1. Ease of data input (registration) into a storage medium.
2. Data validation during input phase.
3. Flexible data storage and retrieval procedures.
4. Availability of data for multiple analysis and use.
5. Exchange of information with other genebanks.
6. Basing the system and its terminology on genetic and biological principles.
In addition to this, the system should be simple and user friendly thereby permitting the non-computer scientists to work with it. The system should also be economical and adoptable to the organisational environment.

Data Base Management Systems (DBMS) and models

One major factor affecting genetic resources information handling and exchange is the voluminous data associated with the germplasm collections. For instance, the National Plant Germplasm System (NPGS) in USA maintains over 400,000 accessions of germplasm in the form of seed and vegetatively propagated seeds. These accessions are primarily landraces and unimproved material from foreign sources. New accessions are added to the NPGS at the rate of 7,000 to 15,000 per year. IRRI, in Philippines, holds over 86,000 samples of rice. The data is alone recorded on over 75 traits generating around 6.4 million pieces of information to manage. The immense size of germplasm holdings becomes a challenge for the information management. Modern computers, with their ability to store vast amount of information and to retrieve the same with greater speed and accuracy have simplified the whole concept of database management. The DBMS is a software package that handles the difficult task associated with creating, accessing and maintaining database records. The programmes in a DBMS package establish an interface between the database itself and the users of database.

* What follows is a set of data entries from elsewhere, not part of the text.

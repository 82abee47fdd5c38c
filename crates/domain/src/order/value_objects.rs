//! Value objects for the order domain.

use serde::{Deserialize, Serialize};

/// Money amount in integer minor units.
///
/// Prices and order amounts are whole numbers in the source services, so all
/// arithmetic is exact and overflow is reported instead of wrapping.
#[derive(
    Debug, Clone, Copy, PartialEq, Eq, PartialOrd, Ord, Hash, Default, Serialize, Deserialize,
)]
#[serde(transparent)]
pub struct Money(u64);

impl Money {
    /// Largest amount every order backend can store in a signed 64-bit column.
    pub const MAX: Money = Money(i64::MAX as u64);

    /// Creates a new amount from minor units.
    pub const fn from_units(units: u64) -> Self {
        Self(units)
    }

    /// Returns the amount in minor units.
    pub const fn units(&self) -> u64 {
        self.0
    }

    /// Multiplies by a quantity, returning None when the result exceeds
    /// [`Money::MAX`].
    pub fn checked_multiply(&self, quantity: u64) -> Option<Money> {
        self.0
            .checked_mul(quantity)
            .map(Money)
            .filter(|amount| *amount <= Money::MAX)
    }
}

impl std::fmt::Display for Money {
    fn fmt(&self, f: &mut std::fmt::Formatter<'_>) -> std::fmt::Result {
        write!(f, "{}", self.0)
    }
}
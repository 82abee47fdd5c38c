//! Reward event publishing.

use std::collections::VecDeque;
use std::sync::Arc;
use std::sync::atomic::{AtomicBool, Ordering};

use async_trait::async_trait;
use chrono::{DateTime, Utc};
use common::OrderId;
use domain::RewardEvent;
use tokio::sync::RwLock;
use uuid::Uuid;

use crate::error::{FulfillmentError, Result};

/// Broker topology for reward messages.
pub mod topology {
    /// Durable exchange the message is published to.
    pub const EXCHANGE: &str = "e_com_exchange";

    /// Exchange routing mode.
    pub const EXCHANGE_KIND: &str = "direct";

    /// Durable queue bound to the exchange; the topic name on Kafka.
    pub const QUEUE: &str = "payment_order_completed_queue";

    pub const ROUTING_KEY: &str = "payment_order_completed";

    pub const CONTENT_TYPE: &str = "application/json";
}

/// A reward event wrapped with its delivery metadata.
#[derive(Debug, Clone, PartialEq, Eq)]
pub struct RewardMessage {
    /// Unique per publish attempt.
    pub message_id: Uuid,
    pub timestamp: DateTime<Utc>,
    /// The order id. Stable across redeliveries, so consumers deduplicate on it.
    pub idempotency_key: String,
    pub exchange: &'static str,
    pub routing_key: &'static str,
    pub content_type: &'static str,
    pub persistent: bool,
    /// JSON `{"order_id", "user_id", "amount"}`.
    pub body: Vec<u8>,
}

impl RewardMessage {
    /// Wraps an event for publication.
    pub fn new(event: &RewardEvent) -> Result<Self> {
        let body = serde_json::to_vec(event)
            .map_err(|e| FulfillmentError::Publish(format!("failed to encode reward event: {e}")))?;

        Ok(Self {
            message_id: Uuid::new_v4(),
            timestamp: Utc::now(),
            idempotency_key: event.idempotency_key(),
            exchange: topology::EXCHANGE,
            routing_key: topology::ROUTING_KEY,
            content_type: topology::CONTENT_TYPE,
            persistent: true,
            body,
        })
    }

    /// Decodes the body back into the event.
    pub fn event(&self) -> serde_json::Result<RewardEvent> {
        serde_json::from_slice(&self.body)
    }
}

/// Number of recent publishes a publisher remembers for
/// [`EventPublisher::is_published`].
pub const DEFAULT_RETAINED: usize = 1024;

/// Keeps the newest `capacity` entries, evicting the oldest first.
#[derive(Debug, Clone)]
pub(crate) struct Recent<T> {
    items: VecDeque<T>,
    capacity: usize,
}

impl<T> Recent<T> {
    pub(crate) fn new(capacity: usize) -> Self {
        Self {
            items: VecDeque::with_capacity(capacity.min(DEFAULT_RETAINED)),
            capacity,
        }
    }

    pub(crate) fn push(&mut self, item: T) {
        if self.capacity == 0 {
            return;
        }
        if self.items.len() == self.capacity {
            self.items.pop_front();
        }
        self.items.push_back(item);
    }

    pub(crate) fn iter(&self) -> impl Iterator<Item = &T> {
        self.items.iter()
    }

    pub(crate) fn len(&self) -> usize {
        self.items.len()
    }
}

/// Trait for delivering reward events to the broker.
#[async_trait]
pub trait EventPublisher: Send + Sync {
    /// Publishes the event, returning only after the broker acknowledged it.
    async fn publish(&self, event: &RewardEvent) -> Result<()>;

    /// Returns true if this process has recently published the order's reward.
    ///
    /// Best-effort only: the record is in memory, holds a bounded number of
    /// recent orders and is lost on restart.
    /// Consumers must deduplicate on the message's idempotency key.
    async fn is_published(&self, order_id: OrderId) -> bool;
}

/// In-memory publisher that keeps the most recent acknowledged messages.
#[derive(Debug, Clone)]
pub struct InMemoryEventPublisher {
    messages: Arc<RwLock<Recent<RewardMessage>>>,
    fail: Arc<AtomicBool>,
}

impl Default for InMemoryEventPublisher {
    fn default() -> Self {
        Self::with_capacity(DEFAULT_RETAINED)
    }
}

impl InMemoryEventPublisher {
    /// Creates a new empty publisher retaining [`DEFAULT_RETAINED`] messages.
    pub fn new() -> Self {
        Self::default()
    }

    fn with_capacity(capacity: usize) -> Self {
        Self {
            messages: Arc::new(RwLock::new(Recent::new(capacity))),
            fail: Arc::default(),
        }
    }

    /// Makes publishes fail as if the broker rejected them.
    pub fn set_fail(&self, fail: bool) {
        self.fail.store(fail, Ordering::SeqCst);
    }

    /// Returns the retained messages in publish order.
    pub async fn messages(&self) -> Vec<RewardMessage> {
        self.messages.read().await.iter().cloned().collect()
    }

    /// Returns the decoded events in publish order.
    pub async fn events(&self) -> Vec<RewardEvent> {
        self.messages
            .read()
            .await
            .iter()
            .filter_map(|m| m.event().ok())
            .collect()
    }

    /// Returns the number of retained messages.
    pub async fn message_count(&self) -> usize {
        self.messages.read().await.len()
    }
}

#[async_trait]
impl EventPublisher for InMemoryEventPublisher {
    #[tracing::instrument(skip(self, event), fields(order_id = %event.order_id))]
    async fn publish(&self, event: &RewardEvent) -> Result<()> {
        if self.fail.load(Ordering::SeqCst) {
            return Err(FulfillmentError::Publish("broker rejected message".to_string()));
        }

        let message = RewardMessage::new(event)?;
        tracing::debug!(message_id = %message.message_id, "reward message published");
        self.messages.write().await.push(message);
        Ok(())
    }

    async fn is_published(&self, order_id: OrderId) -> bool {
        let key = order_id.to_string();
        self.messages
            .read()
            .await
            .iter()
            .any(|m| m.idempotency_key == key)
    }
}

Two basic types of database management systems can be identified, namely, hierarchical and relational. A hierarchical system tends to be extremely complex because of superior-subordinate type of relationship between data elements in a hierarchical (tree) structure. In comparison to hierarchical structuring technique, the relational technique is much simpler. Data are represented in the form of two dimensional tables and the relationships can be established between these tables. Information contained in any two or more separate files (for example, one for the passport data and the other for the evaluation data) can be related or linked if there are common fields or descriptors in these tables or files. For instance, a unique identifier for each and every accession in germplasm collection e.g. the accession number, is such a common field. As a genebank preserves and provides genetic material for a multitude of purposes, the relational DBMS will be more appropriate in a genetic resources environment as it easily permits the establishment of linkages between different files and change of relationships at any moment.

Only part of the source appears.